Grand Hotel Villa Serbelloni is Sure to Induce Como Fomo

The grand dame of Lake Como just opened the largest spa in the area.

For 150 years, Grand Hotel Villa Serbelloni has reigned as the grand dame of Bellagio. The butter yellow palazzo, which is perched on a promontory with panoramic views of Lake Como and the dramatic Grigna Mountains, was built in the 1850s as a gift for a countess. Transformed into a hotel in 1873, it has been family-run for more than a century, and to step through its doors is to pass through a portal in time. There are soaring frescoed ceilings, ornate gilt moldings, Murano chandeliers, Louis XVI cabinets, velvet fainting couches, and sweeping marble staircases. In the Franz Liszt Imperial Suite sits a piano once played by the famous composer himself. Indeed, everything at Villa Serbelloni is so stately, dignified, and gracious that you feel a little gauche (not to mention anachronistic) whipping out your smartphone. If that’s not enough to lure you—and possibly make you want to stay indefinitely—the hotel now also boasts the biggest spa on Como.

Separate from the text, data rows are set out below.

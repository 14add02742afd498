use cmtool_error::{Result, ToolError};
use cmtool_registry::{MatchResult, PathResolver};

use crate::context::Context;
use crate::report::report_error;

/// What to do with a token after looking it up.
#[derive(Debug, Clone, PartialEq, Eq)]
pub(crate) enum Step {
    /// Run the action on each path, in registry order.
    Act(Vec<String>),
    Report(ToolError),
}

/// Shared resolve-then-act flow for every token-driven operation:
/// a full-path match or a single basename match acts on that entry, several
/// basename matches need `--force`.
pub(crate) struct Dispatch<'c, 'a> {
    ctx: &'c Context<'a>,
    verb: &'static str,
    forceable: bool,
}

impl<'c, 'a> Dispatch<'c, 'a> {
    pub(crate) const fn new(ctx: &'c Context<'a>, verb: &'static str) -> Self {
        Self {
            ctx,
            verb,
            forceable: true,
        }
    }

    /// Several matches are always reported, even with `--force`.
    pub(crate) const fn single_target(mut self) -> Self {
        self.forceable = false;
        self
    }

    pub(crate) fn plan(&self, token: &str, entries: &[String]) -> Step {
        let home = self.ctx.store.home();

        match PathResolver::resolve(token, entries, home) {
            MatchResult::FullPathMatch(path) => Step::Act(vec![path]),
            MatchResult::BasenameMatches(paths) if paths.is_empty() => {
                Step::Report(ToolError::PackageNotFound(token.to_string()))
            }
            MatchResult::BasenameMatches(paths) if paths.len() == 1 => {
                self.ctx.debug(&format!("'{token}' names one package {paths:?}"));
                Step::Act(paths)
            }
            MatchResult::BasenameMatches(paths) => {
                if self.forceable && self.ctx.options.force {
                    Step::Act(paths)
                } else {
                    Step::Report(ToolError::AmbiguousMatch(token.to_string(), paths))
                }
            }
        }
    }

    /// Resolve `token` against the current registry and call `act` for each
    /// target. With several forced targets a failure is reported and the
    /// remaining targets still run.
    pub(crate) fn run<F>(&self, token: &str, mut act: F) -> Result<()>
    where
        F: FnMut(&str) -> Result<()>,
    {
        if token.trim().is_empty() {
            return Err(ToolError::InvalidOperation(
                "No name was specified for this project!".to_string(),
            ));
        }

        self.ctx.traced(self.verb, token, || {
            let entries = self.ctx.store.load()?;

            match self.plan(token, &entries) {
                Step::Act(paths) if paths.len() == 1 => paths.first().map_or(Ok(()), |p| act(p)),
                Step::Act(paths) => {
                    for path in &paths {
                        if let Err(err) = act(path) {
                            report_error(self.verb, &err);
                        }
                    }
                    Ok(())
                }
                Step::Report(err) => Err(err),
            }
        })
    }
}

#[cfg(test)]
mod tests {
    use super::*;
    use crate::context::Options;
    use crate::testing::Fixture;

    #[test]
    fn test_full_path_acts_directly() {
        let fx = Fixture::new();
        let a = fx.package("a/foo");
        let b = fx.package("b/foo");
        fx.register(&[&a, &b]);
        let ctx = fx.context(Options::default());

        let step = Dispatch::new(&ctx, "build").plan(&a, &fx.store.load().unwrap());
        assert_eq!(step, Step::Act(vec![a]));
    }

    #[test]
    fn test_single_basename_acts_on_entry() {
        let fx = Fixture::new();
        let a = fx.package("a/foo");
        let bar = fx.package("b/bar");
        fx.register(&[&a, &bar]);
        let ctx = fx.context(Options::default());

        let step = Dispatch::new(&ctx, "build").plan("foo", &fx.store.load().unwrap());
        assert_eq!(step, Step::Act(vec![a]));
    }

    #[test]
    fn test_single_basename_with_unnormalized_entry() {
        let fx = Fixture::new();
        fx.package("a/foo");
        let spelled = fx.root().join("a").join(".").join("foo");
        let spelled = spelled.to_string_lossy().into_owned();
        fx.register(&[&spelled]);
        let ctx = fx.context(Options::default());

        let step = Dispatch::new(&ctx, "build").plan("foo", &fx.store.load().unwrap());
        assert_eq!(step, Step::Act(vec![spelled]));
    }

    #[test]
    fn test_ambiguous_without_force_reports_all() {
        let fx = Fixture::new();
        let a = fx.package("a/foo");
        let b = fx.package("b/foo");
        fx.register(&[&a, &b]);
        let ctx = fx.context(Options::default());

        let step = Dispatch::new(&ctx, "build").plan("foo", &fx.store.load().unwrap());
        assert_eq!(
            step,
            Step::Report(ToolError::AmbiguousMatch("foo".to_string(), vec![a, b]))
        );
    }

    #[test]
    fn test_ambiguous_with_force_acts_on_all() {
        let fx = Fixture::new();
        let a = fx.package("a/foo");
        let b = fx.package("b/foo");
        fx.register(&[&a, &b]);
        let ctx = fx.context(Options {
            force: true,
            ..Options::default()
        });

        let mut seen = Vec::new();
        Dispatch::new(&ctx, "build")
            .run("foo", |path| {
                seen.push(path.to_string());
                Ok(())
            })
            .unwrap();
        assert_eq!(seen, vec![a, b]);
    }

    #[test]
    fn test_single_target_ignores_force() {
        let fx = Fixture::new();
        let a = fx.package("a/foo");
        let b = fx.package("b/foo");
        fx.register(&[&a, &b]);
        let ctx = fx.context(Options {
            force: true,
            ..Options::default()
        });

        let step = Dispatch::new(&ctx, "run")
            .single_target()
            .plan("foo", &fx.store.load().unwrap());
        assert!(matches!(step, Step::Report(ToolError::AmbiguousMatch(_, _))));
    }

    #[test]
    fn test_forced_failures_do_not_stop_the_batch() {
        let fx = Fixture::new();
        let a = fx.package("a/foo");
        let b = fx.package("b/foo");
        fx.register(&[&a, &b]);
        let ctx = fx.context(Options {
            force: true,
            ..Options::default()
        });

        let mut calls = 0;
        let result = Dispatch::new(&ctx, "build").run("foo", |path| {
            calls += 1;
            Err(ToolError::ExternalActionFailed(format!("make in {path}"), Some(2)))
        });
        assert!(result.is_ok());
        assert_eq!(calls, 2);
    }

    #[test]
    fn test_unknown_token_is_not_found() {
        let fx = Fixture::new();
        let a = fx.package("a/foo");
        fx.register(&[&a]);
        let ctx = fx.context(Options::default());

        let result = Dispatch::new(&ctx, "build").run("bar", |_| Ok(()));
        assert!(matches!(result, Err(ToolError::PackageNotFound(t)) if t == "bar"));
    }

    #[test]
    fn test_empty_token_is_invalid() {
        let fx = Fixture::new();
        let ctx = fx.context(Options::default());
        let result = Dispatch::new(&ctx, "build").run("   ", |_| Ok(()));
        assert!(matches!(result, Err(ToolError::InvalidOperation(_))));
    }

    #[test]
    fn test_unavailable_registry_aborts() {
        let fx = Fixture::new();
        let ctx = fx.context_with_store(
            cmtool_registry::RegistryStore::new(fx.root().join("missing").join("create.info")),
            Options::default(),
        );
        let result = Dispatch::new(&ctx, "build").run("foo", |_| Ok(()));
        assert!(matches!(result, Err(ToolError::RegistryUnavailable(_))));
    }
}
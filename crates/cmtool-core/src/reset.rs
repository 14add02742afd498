use cmtool_error::Result;

use crate::context::Context;

pub struct ResetManager<'c, 'a> {
    ctx: &'c Context<'a>,
}

impl<'c, 'a> ResetManager<'c, 'a> {
    pub const fn new(ctx: &'c Context<'a>) -> Self {
        Self { ctx }
    }

    /// Drop registry entries whose directory no longer exists.
    pub fn reset(&self) -> Result<Vec<String>> {
        let dropped = self.ctx.store.prune()?;
        for path in &dropped {
            self.ctx.info(&format!("Removed missing package \"{path}\""));
        }
        self.ctx.success(&format!(
            "Registry reset, {} stale entries removed",
            dropped.len()
        ));
        Ok(dropped)
    }
}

Luce del Lago, Villa Serbelloni’s newly refurbished 1,500 square foot spa, was envisioned by Italian architect Silvia Giannini to reflect the peaceful aquatic rhythms of the freshwater lake, with latticed walls and gleaming tiles. But more than anything else, it’s a total cocoon. Anyone suffering from a little too much muchness—a frantic Milan fashion week schedule, for example—would be well served here: There are no distractions, not even any windows, just restful immersion. Feeling spendy and sybaritic? Try the new Private Spa Suite, which features a unique sauna cabin that incorporates synchronized light and sound, illuminated quartz-sand beds, hydrotherapy baths, and an intimate marble hammam room for personalized treatments (which can be paired with champagne, should you wish). The spa menu is replete with lifting and firming facials using French skincare line Sothys; an intriguing Lake Mud Ritual involving thermal mud that begins at the feet and revitalizes the entire body using a method devised by a professor from Padova University; and a “mind, body, and soul experience” called Five Senses of the Lake features Italian botanical extracts, a water bed, and light therapy.

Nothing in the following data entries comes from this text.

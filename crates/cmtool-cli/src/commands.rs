use clap::{Parser, Subcommand};

#[derive(Parser)]
#[command(name = "cmake_tool")]
#[command(version)]
#[command(propagate_version = true)]
#[command(about = "Create, build and keep track of CMake packages", long_about = None)]
#[command(disable_help_subcommand = true)]
pub struct Cli {
    /// Also write log output to ~/cmake_tool.log
    #[arg(short = 'l', long = "log", global = true)]
    pub log: bool,
    /// Enable debug mode for verbose output
    #[arg(long, global = true)]
    pub debug: bool,
    #[command(subcommand)]
    pub command: Commands,
}

#[derive(Subcommand)]
pub enum Commands {
    /// Creates cmake projects from the installed templates
    #[command(alias = "new")]
    Create {
        /// Directories of the new projects
        #[arg(required = true)]
        packages: Vec<String>,
        /// Project language, CPP or C
        #[arg(short = 't', long = "type", default_value = "CPP")]
        kind: String,
    },
    /// Builds and installs cmake projects
    #[command(alias = "b")]
    Build {
        /// Project names or paths
        #[arg(required_unless_present = "all")]
        packages: Vec<String>,
        /// Build every project matching a name
        #[arg(short = 'f', long = "force")]
        force: bool,
        /// Build every registered project
        #[arg(short = 'a', long = "all")]
        all: bool,
    },
    /// Cleans install files and the build cache of cmake projects
    Clean {
        /// Project names or paths
        #[arg(required_unless_present = "all")]
        packages: Vec<String>,
        /// Clean every project matching a name
        #[arg(short = 'f', long = "force")]
        force: bool,
        /// Clean every registered project
        #[arg(short = 'a', long = "all")]
        all: bool,
    },
    /// Deletes cmake projects including their sources
    #[command(alias = "rm")]
    Delete {
        /// Project names or paths
        #[arg(required_unless_present = "all")]
        packages: Vec<String>,
        /// Delete every project matching a name
        #[arg(short = 'f', long = "force")]
        force: bool,
        /// Delete every registered project
        #[arg(short = 'a', long = "all")]
        all: bool,
    },
    /// Lists registered cmake projects
    #[command(alias = "ls")]
    List {
        /// Print project names only
        #[arg(short = 'b', long = "basename", conflicts_with_all = ["path", "json"])]
        basename: bool,
        /// Print project paths only
        #[arg(short = 'p', long = "path", conflicts_with = "json")]
        path: bool,
        /// Print the registry as JSON
        #[arg(long)]
        json: bool,
    },
    /// Drops registered projects whose directory no longer exists
    Reset,
    /// Runs a program installed by a cmake project
    #[command(alias = "r")]
    Run {
        /// Project name or path
        package: String,
        /// Program in the project's bin directory
        program: String,
        /// Arguments passed to the program
        #[arg(trailing_var_arg = true, allow_hyphen_values = true)]
        args: Vec<String>,
    },
    /// Attaches existing cmake projects to cmake_tool
    Attach {
        /// Project directories
        #[arg(required_unless_present = "read_file")]
        packages: Vec<String>,
        /// Read project directories from a file, one per line
        #[arg(short = 'r', long = "read-file", alias = "read_file")]
        read_file: Option<String>,
    },
    /// Detaches cmake projects from cmake_tool
    Detach {
        /// Project names or paths
        #[arg(required_unless_present = "all")]
        packages: Vec<String>,
        /// Detach every project matching a name
        #[arg(short = 'f', long = "force")]
        force: bool,
        /// Detach every registered project
        #[arg(short = 'a', long = "all")]
        all: bool,
    },
    /// Packs cmake projects into a compressed archive
    Tar {
        /// Project names or paths
        #[arg(required_unless_present = "all")]
        packages: Vec<String>,
        /// Archive path (containing ".tar.") or output directory
        #[arg(short = 'o', long = "output", default_value = "./")]
        output: String,
        /// Archive every project matching a name
        #[arg(short = 'f', long = "force")]
        force: bool,
        /// Archive every registered project
        #[arg(short = 'a', long = "all")]
        all: bool,
    },
    /// Unpacks archives and attaches the projects inside
    Untar {
        /// Archives to unpack
        #[arg(required = true)]
        archives: Vec<String>,
        /// Directory to unpack into
        #[arg(short = 'o', long = "output", default_value = ".")]
        output: String,
    },
    /// Shows help information for cmake_tool or a specific command
    Help {
        /// The command to show help for (optional)
        #[arg()]
        command: Option<String>,
    },
}

impl Commands {
    #[must_use]
    pub const fn force(&self) -> bool {
        match self {
            Self::Build { force, .. }
            | Self::Clean { force, .. }
            | Self::Delete { force, .. }
            | Self::Detach { force, .. }
            | Self::Tar { force, .. } => *force,
            _ => false,
        }
    }
}
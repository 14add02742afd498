pub mod layout;
pub mod package_kind;
pub mod scaffold;

pub use layout::InstallLayout;
pub use package_kind::{PackageHandle, PackageKind};
pub use scaffold::{TemplateSet, scaffold_package};
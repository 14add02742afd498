use std::env;
use std::fs::OpenOptions;
use std::path::{Path, PathBuf};

use cmtool_constants::{
    C_CMAKE_TEMPLATE, C_MAIN_TEMPLATE, CPP_CMAKE_TEMPLATE, CPP_MAIN_TEMPLATE, ENV_TOOL_DIR,
    ENV_TOOL_PATH, REGISTRY_FILE_NAME, SHARE_DIR, TEMPLATE_DIR,
};
use cmtool_error::{Result, ToolError};

use crate::package_kind::PackageKind;
use crate::scaffold::TemplateSet;

/// An installation root holding `share/cmake_tool/` with the templates and
/// the package registry.
#[derive(Debug, Clone, PartialEq, Eq)]
pub struct InstallLayout {
    root: PathBuf,
}

impl InstallLayout {
    /// Accepts `root` only when all four templates are present.
    #[must_use]
    pub fn from_root(root: &Path) -> Option<Self> {
        if root.as_os_str().is_empty() || !root.join(SHARE_DIR).exists() {
            return None;
        }

        let layout = Self {
            root: root.to_path_buf(),
        };
        let complete = [PackageKind::Cpp, PackageKind::C]
            .into_iter()
            .map(|kind| layout.templates(kind))
            .all(|set| set.cmake.is_file() && set.main.is_file());

        cmtool_logger::debug(
            &format!(
                "Template check at {}: {}",
                root.display(),
                if complete { "found" } else { "missing" }
            ),
            false,
        );

        complete.then_some(layout)
    }

    /// Search the usual install roots in order and take the first complete one.
    pub fn discover() -> Result<Self> {
        let layout = Self::candidate_roots()
            .iter()
            .find_map(|root| Self::from_root(root))
            .ok_or_else(|| {
                ToolError::RegistryUnavailable(
                    "could not find location of template files for cmake_tool".to_string(),
                )
            })?;

        layout.touch_registry()?;
        Ok(layout)
    }

    fn candidate_roots() -> Vec<PathBuf> {
        let mut roots = Vec::new();

        for var in [ENV_TOOL_DIR, ENV_TOOL_PATH] {
            if let Some(value) = env::var_os(var).filter(|v| !v.is_empty()) {
                roots.push(PathBuf::from(value));
            }
        }

        if let Some(exe_dir) = env::current_exe()
            .ok()
            .and_then(|exe| exe.parent().map(Path::to_path_buf))
        {
            let parent = exe_dir.join("..");
            roots.push(exe_dir);
            roots.push(parent);
        }

        if let Some(home) = dirs::home_dir() {
            let app_dir = home.join(".local");
            roots.push(home);
            roots.push(app_dir);
        }

        if cfg!(target_os = "linux") {
            roots.push(PathBuf::from("/usr/local"));
            roots.push(PathBuf::from("/usr"));
        }

        roots
    }

    fn touch_registry(&self) -> Result<()> {
        OpenOptions::new()
            .create(true)
            .append(true)
            .open(self.registry_path())
            .map(|_| ())
            .map_err(|e| {
                ToolError::RegistryUnavailable(format!(
                    "{}: {e}",
                    self.registry_path().display()
                ))
            })
    }

    #[must_use]
    pub fn root(&self) -> &Path {
        &self.root
    }

    #[must_use]
    pub fn template_dir(&self) -> PathBuf {
        self.root.join(TEMPLATE_DIR)
    }

    #[must_use]
    pub fn registry_path(&self) -> PathBuf {
        self.template_dir().join(REGISTRY_FILE_NAME)
    }

    #[must_use]
    pub fn templates(&self, kind: PackageKind) -> TemplateSet {
        let dir = self.template_dir();
        match kind {
            PackageKind::Cpp => TemplateSet {
                cmake: dir.join(CPP_CMAKE_TEMPLATE),
                main: dir.join(CPP_MAIN_TEMPLATE),
            },
            PackageKind::C => TemplateSet {
                cmake: dir.join(C_CMAKE_TEMPLATE),
                main: dir.join(C_MAIN_TEMPLATE),
            },
        }
    }
}

#[cfg(test)]
pub(crate) mod tests {
    use super::*;
    use std::fs;

    pub(crate) fn fake_install(root: &Path) {
        let dir = root.join(TEMPLATE_DIR);
        fs::create_dir_all(&dir).unwrap();
        fs::write(
            dir.join(CPP_CMAKE_TEMPLATE),
            "project(%%PROJECT_NAME%% CXX)\nadd_executable(%%PROJECT_NAME%% src/%%PROJECT_NAME%%.cpp)\n",
        )
        .unwrap();
        fs::write(dir.join(CPP_MAIN_TEMPLATE), "int main() { return 0; }\n").unwrap();
        fs::write(dir.join(C_CMAKE_TEMPLATE), "project(%%PROJECT_NAME%% C)\n").unwrap();
        fs::write(dir.join(C_MAIN_TEMPLATE), "int main(void) { return 0; }\n").unwrap();
    }

    #[test]
    fn test_complete_root_is_accepted() {
        let dir = tempfile::tempdir().unwrap();
        fake_install(dir.path());

        let layout = InstallLayout::from_root(dir.path()).unwrap();
        assert_eq!(
            layout.registry_path(),
            dir.path().join("share/cmake_tool/create.info")
        );
        assert_eq!(
            layout.templates(PackageKind::C).main,
            dir.path().join("share/cmake_tool/c_main.c.in")
        );
    }

    #[test]
    fn test_incomplete_root_is_rejected() {
        let dir = tempfile::tempdir().unwrap();
        fake_install(dir.path());
        fs::remove_file(dir.path().join(TEMPLATE_DIR).join(C_MAIN_TEMPLATE)).unwrap();

        assert!(InstallLayout::from_root(dir.path()).is_none());
        assert!(InstallLayout::from_root(Path::new("")).is_none());
    }

    #[test]
    fn test_touch_registry_creates_empty_file() {
        let dir = tempfile::tempdir().unwrap();
        fake_install(dir.path());
        let layout = InstallLayout::from_root(dir.path()).unwrap();

        layout.touch_registry().unwrap();
        assert_eq!(fs::read_to_string(layout.registry_path()).unwrap(), "");
    }
}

A suite of treatments that make use of the spa’s beautiful new hammam area are especially outstanding, and may be the closest to an authentic Moroccan experience you can have outside of Marrakech, even down to the mint tea and dates that are served as a treat afterwards. Depending on which one you choose, you will be steamed, scrubbed, soaped and slathered with mineral mud, argan oil, or honey and royal jelly—and you will emerge as smooth as a newborn. Should you be needing to atone for a double serving of the liquid nitrogen ice cream served at Villa Serbelloni’s creatively gastronomic Mistral restaurant, or recover from a perfumed gin journey at the hotel’s bar (in which cocktails are fragranced with spritzes of pomegranate, lavender, lemon, orange, cardamom), any of these should do the trick.

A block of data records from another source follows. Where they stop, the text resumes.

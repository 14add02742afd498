pub mod archive;
pub mod shell;

use std::path::{Path, PathBuf};

use cmtool_error::Result;

pub use shell::ShellActions;

/// Everything the lifecycle layer delegates to outside tools. Each call blocks
/// until the tool exits; a nonzero exit becomes `ExternalActionFailed`.
pub trait ExternalActions {
    /// Configure, build and install the package in `<package>/build`.
    fn build_at(&self, package: &Path) -> Result<()>;

    /// Remove installed files and the build cache of the package.
    fn clean_at(&self, package: &Path) -> Result<()>;

    /// Pack `packages` into the archive at `destination`.
    fn archive_at(&self, packages: &[PathBuf], destination: &Path) -> Result<()>;

    /// Unpack `archive` into `dest_dir`.
    fn extract_at(&self, archive: &Path, dest_dir: &Path) -> Result<()>;

    /// Sorted, de-duplicated first path components of the archive entries.
    fn archive_roots(&self, archive: &Path) -> Result<Vec<String>>;

    /// Run `<package>/bin/<program>` with `args`. Returns the exit code.
    fn run_program(&self, package: &Path, program: &str, args: &[String]) -> Result<Option<i32>>;
}
use anyhow::Result;
use clap::CommandFactory;
use owo_colors::OwoColorize;

use crate::commands::Cli;
use cmtool_constants::{BIN_NAME, COMMANDS, DESCRIPTION, EXAMPLES, LOG_FILE_NAME, VERSION};

pub struct HelpHandler;

impl HelpHandler {
    pub fn handle_help(command: Option<&str>) -> Result<()> {
        match command {
            Some(cmd) => Self::show_command_help(cmd),
            None => {
                Self::show_custom_help();
                Ok(())
            }
        }
    }

    fn show_command_help(command: &str) -> Result<()> {
        let mut cmd = Cli::command();

        let name = COMMANDS
            .iter()
            .find(|(name, _, aliases)| *name == command || aliases.contains(&command))
            .map_or(command, |(name, _, _)| *name);

        if let Some(subcommand) = cmd.find_subcommand_mut(name) {
            subcommand.print_help()?;
        } else {
            println!(
                "{}: Unknown command '{}'",
                "Error".bright_red().bold(),
                command
            );
            println!();
            Self::show_custom_help();
        }

        println!();
        Ok(())
    }

    fn alias_suffix(aliases: &[&str]) -> String {
        if aliases.is_empty() {
            String::new()
        } else {
            format!(" [{}]", aliases.join(", "))
        }
    }

    fn show_custom_help() {
        println!("{}", DESCRIPTION.bright_white().bold());
        println!(
            "{} {}",
            "Version:".bright_white().bold(),
            VERSION.bright_black().bold()
        );
        println!();

        println!("{}", "Usage:".bright_magenta().bold());
        println!(
            "  {} {} {} {}",
            BIN_NAME.bright_cyan().bold(),
            "<COMMAND>".bright_white(),
            "<OPTIONS>".bright_black().bold(),
            "[PACKAGES]".bright_black().bold()
        );
        println!();

        println!("{}", "Commands:".bright_magenta().bold());
        let max_cmd_width = COMMANDS
            .iter()
            .map(|(cmd, _, aliases)| cmd.len() + Self::alias_suffix(aliases).len())
            .max()
            .unwrap_or(0);

        for (cmd, desc, aliases) in COMMANDS {
            let alias_str = Self::alias_suffix(aliases);
            let plain_cmd = format!("{cmd}{alias_str}");
            let colored_cmd = format!(
                "{}{}",
                cmd.bright_cyan().bold(),
                alias_str.bright_black().bold()
            );
            println!(
                "  {:width$}  # {}",
                colored_cmd,
                desc.bright_black().bold(),
                width = max_cmd_width + (colored_cmd.len() - plain_cmd.len())
            );
        }
        println!();

        println!("{}", "Options:".bright_magenta().bold());
        let options = [
            ("-f, --force", "Apply to every project sharing a name".to_string()),
            ("-a, --all", "Apply to every registered project".to_string()),
            ("-l, --log", format!("Also write output to ~/{LOG_FILE_NAME}")),
            ("-V, --version", "Print version".to_string()),
        ];
        let max_opt_width = options.iter().map(|(opt, _)| opt.len()).max().unwrap_or(0);
        for (opt, desc) in &options {
            let colored_opt = opt.bright_cyan().bold().to_string();
            println!(
                "  {:width$}  # {}",
                colored_opt,
                desc.bright_black().bold(),
                width = max_opt_width + (colored_opt.len() - opt.len())
            );
        }
        println!();

        Self::show_examples();
    }

    fn show_examples() {
        println!("{}", "Examples:".bright_magenta().bold());

        let max_example_width = EXAMPLES.iter().map(|(cmd, _)| cmd.len()).max().unwrap_or(0);

        for (cmd, desc) in EXAMPLES {
            let mut parts = cmd.split_whitespace();
            let mut formatted_parts = Vec::new();
            if let Some(bin) = parts.next() {
                formatted_parts.push(bin.bright_cyan().bold().to_string());
            }
            for part in parts {
                if part.starts_with('-') {
                    formatted_parts.push(part.bright_black().bold().to_string());
                } else {
                    formatted_parts.push(part.bright_white().to_string());
                }
            }
            let formatted_cmd = formatted_parts.join(" ");
            let visual_width_diff = formatted_cmd.len() - cmd.len();

            println!(
                "  {:width$}  # {}",
                formatted_cmd,
                desc.bright_black().bold(),
                width = max_example_width + visual_width_diff
            );
        }

        println!();
        println!(
            "{}",
            "For more information about a specific command, use:".bright_magenta()
        );
        println!(
            "  {} {} {}",
            BIN_NAME.bright_cyan().bold(),
            "help".bright_white(),
            "<command>".bright_black().bold()
        );
        println!();
    }
}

A long hallway leads from the spa to the outdoor swimming pool and sand-covered terrace equipped with sun-loungers and a staircase descending into the cool, refreshing water of the lake. Take some time there, if you can. The walls are lined with historical images from Villa Serbelloni’s past. Corseted turn-of-the-century royals bask in the hotel’s garden, which looks much the same as it does today. JFK arrives in a convertible, smiling that toothy smile; Winston Churchill toddles around in his bowler hat. Countless greats have signed the guest book here, from Mary Shelley to Clark Gable. Sofia Loren’s heels click-clacked across the ornately inlaid wooden floors of the grand salon. No doubt the charm and calm of this place proved as restorative then as it does now. But the spa? It makes things even better.